"ANJIRR.. DIRA AKHIRNYA LO SEKOLAH JUGA." teriak Irene menggelegar.
"Bacot lo nyet, di kecilin." kesal Bara yang baru saja masuk kedalam kelas yang diikuti Arka dibelakangnya.
Irene mendelik, tak terima dikatai monyet oleh Bara. Gadis itu berdecak lalu memusatkan perhatiannya ke Dira lagi.
Dira tersenyum, rasa rindu menguap begitu saja saat melihat sahabat-sahabatnya yang begitu perhatian dan khawatir padanya.
Dua hari lalu mereka berkunjung kerumah Dira sekedar ingin memastikan apakah Dira baik-baik saja. Namun, bi Ida mengatakan Dira tak ingin diganggu, dan dengan berat hati mereka berlima pulang tanpa tau keadaan Dira.
"Lo kemana aja sih? Kita samperin kata bi Ida lo gak mau ketemu siapa-siapa dulu. Lo kenapa Dir? Cerita sama kita." tanya Naya yang terlihat begitu khawatir.
"Maaf ya. Gue udah buat kalian khawatir, soal kemarin gue gak mau ketemu kalian, gue minta maaf. Gue masih butuh sendiri buat nenangin pikiran gue. Sekali lagi gue bener-bener minta maaf sama kalian." ucap Dira merasa bersalah. Frida mengangguk, gadis itu berjalan kearah Dira lalu memeluk tubuh mungil Dira erat."Gue kangen tau gak sama lo. Jangan ngilang-ngilang lagi ya. Kasian noh si Bara sama Arka." ucap Frida jail sambil mengerlingkan matanya kearah Arka dan Bara yang salah tingkah.
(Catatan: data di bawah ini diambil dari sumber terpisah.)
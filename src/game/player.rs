//! Player module
//!
//! Manages seated-player state: identity, appearance, skills, position,
//! movement queue, tracking list, and the per-tick update-flag mask.

use std::sync::atomic::{AtomicU16, AtomicU64, Ordering};
use std::sync::Arc;

use dashmap::DashMap;
use parking_lot::RwLock;
use tracing::info;

use crate::error::{GameError, Result, RustscapeError};
use crate::game::coord::Position;
use crate::game::movement::MovementQueue;
use crate::game::store::PlayerRecord;
use crate::game::tracking::PlayerTracking;
use crate::protocol::login::default_spawn;
use crate::protocol::update_flags::UpdateFlags;

/// Maximum player index value; index 0 is reserved.
pub const MAX_PLAYER_INDEX: u16 = 2047;

/// Player rights/privilege levels
#[derive(Debug, Clone, Copy, PartialEq, Eq, Default)]
#[repr(u8)]
pub enum PlayerRights {
    #[default]
    Normal = 0,
    Moderator = 1,
    Administrator = 2,
}

impl PlayerRights {
    pub fn is_moderator(&self) -> bool {
        matches!(self, Self::Moderator | Self::Administrator)
    }

    pub fn is_admin(&self) -> bool {
        matches!(self, Self::Administrator)
    }
}

/// Player appearance, used to drive the APPEARANCE update-flag block.
#[derive(Debug, Clone)]
pub struct Appearance {
    pub gender: u8,
    pub head: u16,
    pub torso: u16,
    pub arms: u16,
    pub hands: u16,
    pub legs: u16,
    pub feet: u16,
    pub beard: u16,
    pub hair_color: u8,
    pub torso_color: u8,
    pub legs_color: u8,
    pub feet_color: u8,
    pub skin_color: u8,
}

impl Appearance {
    pub fn default_male() -> Self {
        Self {
            gender: 0,
            head: 0,
            torso: 18,
            arms: 26,
            hands: 33,
            legs: 36,
            feet: 42,
            beard: 10,
            hair_color: 0,
            torso_color: 0,
            legs_color: 0,
            feet_color: 0,
            skin_color: 0,
        }
    }
}

/// Skill IDs.
#[derive(Debug, Clone, Copy, PartialEq, Eq)]
#[repr(u8)]
pub enum Skill {
    Attack = 0,
    Defence = 1,
    Strength = 2,
    Hitpoints = 3,
    Ranged = 4,
    Prayer = 5,
    Magic = 6,
    Cooking = 7,
    Woodcutting = 8,
    Fletching = 9,
    Fishing = 10,
    Firemaking = 11,
    Crafting = 12,
    Smithing = 13,
    Mining = 14,
    Herblore = 15,
    Agility = 16,
    Thieving = 17,
    Slayer = 18,
    Farming = 19,
    Runecrafting = 20,
    Hunter = 21,
    Construction = 22,
    Summoning = 23,
    Dungeoneering = 24,
}

impl Skill {
    pub const COUNT: usize = 25;
}

/// Player skills data.
#[derive(Debug, Clone)]
pub struct Skills {
    pub levels: [u8; Skill::COUNT],
    pub experience: [u32; Skill::COUNT],
}

impl Default for Skills {
    fn default() -> Self {
        let mut levels = [1u8; Skill::COUNT];
        levels[Skill::Hitpoints as usize] = 10;
        let mut experience = [0u32; Skill::COUNT];
        experience[Skill::Hitpoints as usize] = 1154;
        Self { levels, experience }
    }
}

impl Skills {
    pub fn level(&self, skill: Skill) -> u8 {
        self.levels[skill as usize]
    }

    pub fn set_level(&mut self, skill: Skill, level: u8) {
        self.levels[skill as usize] = level;
    }

    pub fn total_level(&self) -> u32 {
        self.levels.iter().map(|&l| l as u32).sum()
    }

    pub fn combat_level(&self) -> u8 {
        let attack = self.level(Skill::Attack) as f64;
        let strength = self.level(Skill::Strength) as f64;
        let defence = self.level(Skill::Defence) as f64;
        let hitpoints = self.level(Skill::Hitpoints) as f64;
        let prayer = self.level(Skill::Prayer) as f64;
        let ranged = self.level(Skill::Ranged) as f64;
        let magic = self.level(Skill::Magic) as f64;
        let summoning = self.level(Skill::Summoning) as f64;

        let base =
            (defence + hitpoints + (prayer / 2.0).floor() + (summoning / 2.0).floor()) / 4.0;
        let melee = (attack + strength) * 0.325;
        let range = ranged * 0.4875;
        let mage = magic * 0.4875;

        (base + melee.max(range).max(mage)).floor() as u8
    }
}

/// A seated player entity in the world.
pub struct Player {
    pub index: u16,
    pub username: String,
    pub display_name: String,
    pub rights: RwLock<PlayerRights>,
    pub position: RwLock<Position>,
    pub origin_position: RwLock<Position>,
    pub appearance: RwLock<Appearance>,
    pub skills: RwLock<Skills>,
    pub movement: RwLock<MovementQueue>,
    pub tracking: RwLock<PlayerTracking>,
    pub update_flags: RwLock<UpdateFlags>,
    pub needs_placement: RwLock<bool>,
    pub placement_ticks: AtomicU16,
    pub last_activity: AtomicU64,
}

impl Player {
    /// Create a fresh player at the default spawn, with update flags
    /// primed for an initial appearance build (see the login flow's
    /// post-login ordering note).
    pub fn new(index: u16, username: String) -> Self {
        let display_name = username.replace('_', " ");
        Self {
            index,
            username,
            display_name,
            rights: RwLock::new(PlayerRights::Normal),
            position: RwLock::new(default_spawn()),
            origin_position: RwLock::new(default_spawn()),
            appearance: RwLock::new(Appearance::default_male()),
            skills: RwLock::new(Skills::default()),
            movement: RwLock::new(MovementQueue::new()),
            tracking: RwLock::new(PlayerTracking::new()),
            update_flags: RwLock::new(UpdateFlags::APPEARANCE),
            needs_placement: RwLock::new(true),
            placement_ticks: AtomicU16::new(0),
            last_activity: AtomicU64::new(0),
        }
    }

    /// Rebuild a player from a persisted record.
    pub fn from_record(index: u16, record: &PlayerRecord) -> Self {
        let player = Self::new(index, record.username.clone());
        *player.position.write() = record.position;
        *player.origin_position.write() = record.position;
        {
            let mut skills = player.skills.write();
            skills.levels = record.skill_levels;
            for (i, xp) in record.skill_experience.iter().enumerate() {
                skills.experience[i] = *xp;
            }
        }
        player.movement.write().run_energy = record.run_energy;
        player
    }

    /// Snapshot the player's account-level state for persistence.
    pub fn to_record(&self) -> PlayerRecord {
        let skills = self.skills.read();
        PlayerRecord {
            username: self.username.clone(),
            position: *self.position.read(),
            skill_levels: skills.levels,
            skill_experience: skills.experience,
            run_energy: self.movement.read().run_energy,
        }
    }

    pub fn username(&self) -> &str {
        &self.username
    }

    pub fn position(&self) -> Position {
        *self.position.read()
    }

    pub fn set_position(&self, position: Position) {
        *self.position.write() = position;
    }

    pub fn teleport(&self, position: Position) {
        *self.position.write() = position;
        *self.origin_position.write() = position;
        *self.needs_placement.write() = true;
        self.placement_ticks.store(0, Ordering::SeqCst);
    }

    pub fn touch(&self, tick: u64) {
        self.last_activity.store(tick, Ordering::SeqCst);
    }

    pub fn combat_level(&self) -> u8 {
        self.skills.read().combat_level()
    }

    pub fn total_level(&self) -> u32 {
        self.skills.read().total_level()
    }
}

impl std::fmt::Debug for Player {
    fn fmt(&self, f: &mut std::fmt::Formatter<'_>) -> std::fmt::Result {
        f.debug_struct("Player")
            .field("index", &self.index)
            .field("username", &self.username)
            .field("position", &self.position())
            .finish()
    }
}

/// Player pool - handles player lifecycle and slot allocation.
pub struct PlayerManager {
    players: DashMap<u16, Arc<Player>>,
    username_to_index: DashMap<String, u16>,
    next_index: AtomicU16,
    max_players: u16,
}

impl PlayerManager {
    pub fn new(max_players: u16) -> Self {
        Self {
            players: DashMap::new(),
            username_to_index: DashMap::new(),
            next_index: AtomicU16::new(1), // Index 0 is reserved
            max_players: max_players.min(MAX_PLAYER_INDEX),
        }
    }

    pub fn register(&self, username: String, record: Option<&PlayerRecord>) -> Result<Arc<Player>> {
        let key = username.to_lowercase();
        if self.username_to_index.contains_key(&key) {
            return Err(RustscapeError::Game(GameError::InvalidPlayerState(
                "player already registered".to_string(),
            )));
        }

        let index = self.allocate_index()?;
        let player = Arc::new(match record {
            Some(record) => Player::from_record(index, record),
            None => Player::new(index, username),
        });

        self.players.insert(index, player.clone());
        self.username_to_index.insert(key, index);

        info!(index, username = %player.username, "player registered");
        Ok(player)
    }

    pub fn unregister(&self, index: u16) {
        if let Some((_, player)) = self.players.remove(&index) {
            self.username_to_index
                .remove(&player.username.to_lowercase());
            info!(index, username = %player.username, "player unregistered");
        }
    }

    pub fn get(&self, index: u16) -> Option<Arc<Player>> {
        self.players.get(&index).map(|r| r.clone())
    }

    pub fn get_by_username(&self, username: &str) -> Option<Arc<Player>> {
        let lower = username.to_lowercase();
        self.username_to_index
            .get(&lower)
            .and_then(|idx| self.get(*idx))
    }

    pub fn count(&self) -> usize {
        self.players.len()
    }

    pub fn is_full(&self) -> bool {
        self.count() >= self.max_players as usize
    }

    fn allocate_index(&self) -> Result<u16> {
        for _ in 0..self.max_players {
            let index = self.next_index.fetch_add(1, Ordering::SeqCst);
            if index > self.max_players {
                self.next_index.store(1, Ordering::SeqCst);
                continue;
            }
            if !self.players.contains_key(&index) {
                return Ok(index);
            }
        }
        Err(RustscapeError::Game(GameError::WorldNotReady))
    }

    pub fn for_each<F>(&self, mut f: F)
    where
        F: FnMut(&Player),
    {
        for entry in self.players.iter() {
            f(&entry);
        }
    }
}

impl Default for PlayerManager {
    fn default() -> Self {
        Self::new(MAX_PLAYER_INDEX)
    }
}

#[cfg(test)]
mod tests {
    use super::*;

    #[test]
    fn skills_default_hitpoints_is_ten() {
        let skills = Skills::default();
        assert_eq!(skills.level(Skill::Attack), 1);
        assert_eq!(skills.level(Skill::Hitpoints), 10);
    }

    #[test]
    fn skills_combat_level_has_a_floor() {
        let skills = Skills::default();
        assert!(skills.combat_level() >= 3);
    }

    #[test]
    fn new_player_starts_needing_placement() {
        let player = Player::new(1, "TestPlayer".to_string());
        assert_eq!(player.index, 1);
        assert!(*player.needs_placement.read());
        assert_eq!(*player.update_flags.read(), UpdateFlags::APPEARANCE);
    }

    #[test]
    fn record_round_trip_preserves_position_and_energy() {
        let mut record = PlayerRecord::new_character("zezima");
        record.position = Position::new(100, 200, 1);
        record.run_energy = 4321;

        let player = Player::from_record(1, &record);
        assert_eq!(player.position(), record.position);
        assert_eq!(player.movement.read().run_energy, 4321);

        let round_tripped = player.to_record();
        assert_eq!(round_tripped.position, record.position);
        assert_eq!(round_tripped.run_energy, 4321);
    }

    #[test]
    fn player_manager_register_get_unregister() {
        let manager = PlayerManager::new(100);
        assert_eq!(manager.count(), 0);

        let player = manager.register("TestPlayer".to_string(), None).unwrap();
        assert_eq!(player.index, 1);
        assert_eq!(manager.count(), 1);

        let found = manager.get_by_username("testplayer").unwrap();
        assert_eq!(found.index, 1);

        manager.unregister(1);
        assert_eq!(manager.count(), 0);
    }

    #[test]
    fn player_manager_rejects_duplicate_username() {
        let manager = PlayerManager::new(100);
        manager.register("TestPlayer".to_string(), None).unwrap();
        assert!(manager.register("TestPlayer".to_string(), None).is_err());
    }
}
"Apasih lo. Sotoy." elak Bara malu.
Frida mendengus, jijik melihat muka merah padam yang Bara coba sembunyikan. Dan hal itu malah mengundang gelak tawa mereka berenam.
•••
"Gue denger, bakal ada anak baru dikelas 12 IPA3." celetuk seorang siswi dari arah berlawanan. Arka tak tertarik. Pemuda itu terus berjalan dengan tangan yang dimasukkan kedalam saku celana nya.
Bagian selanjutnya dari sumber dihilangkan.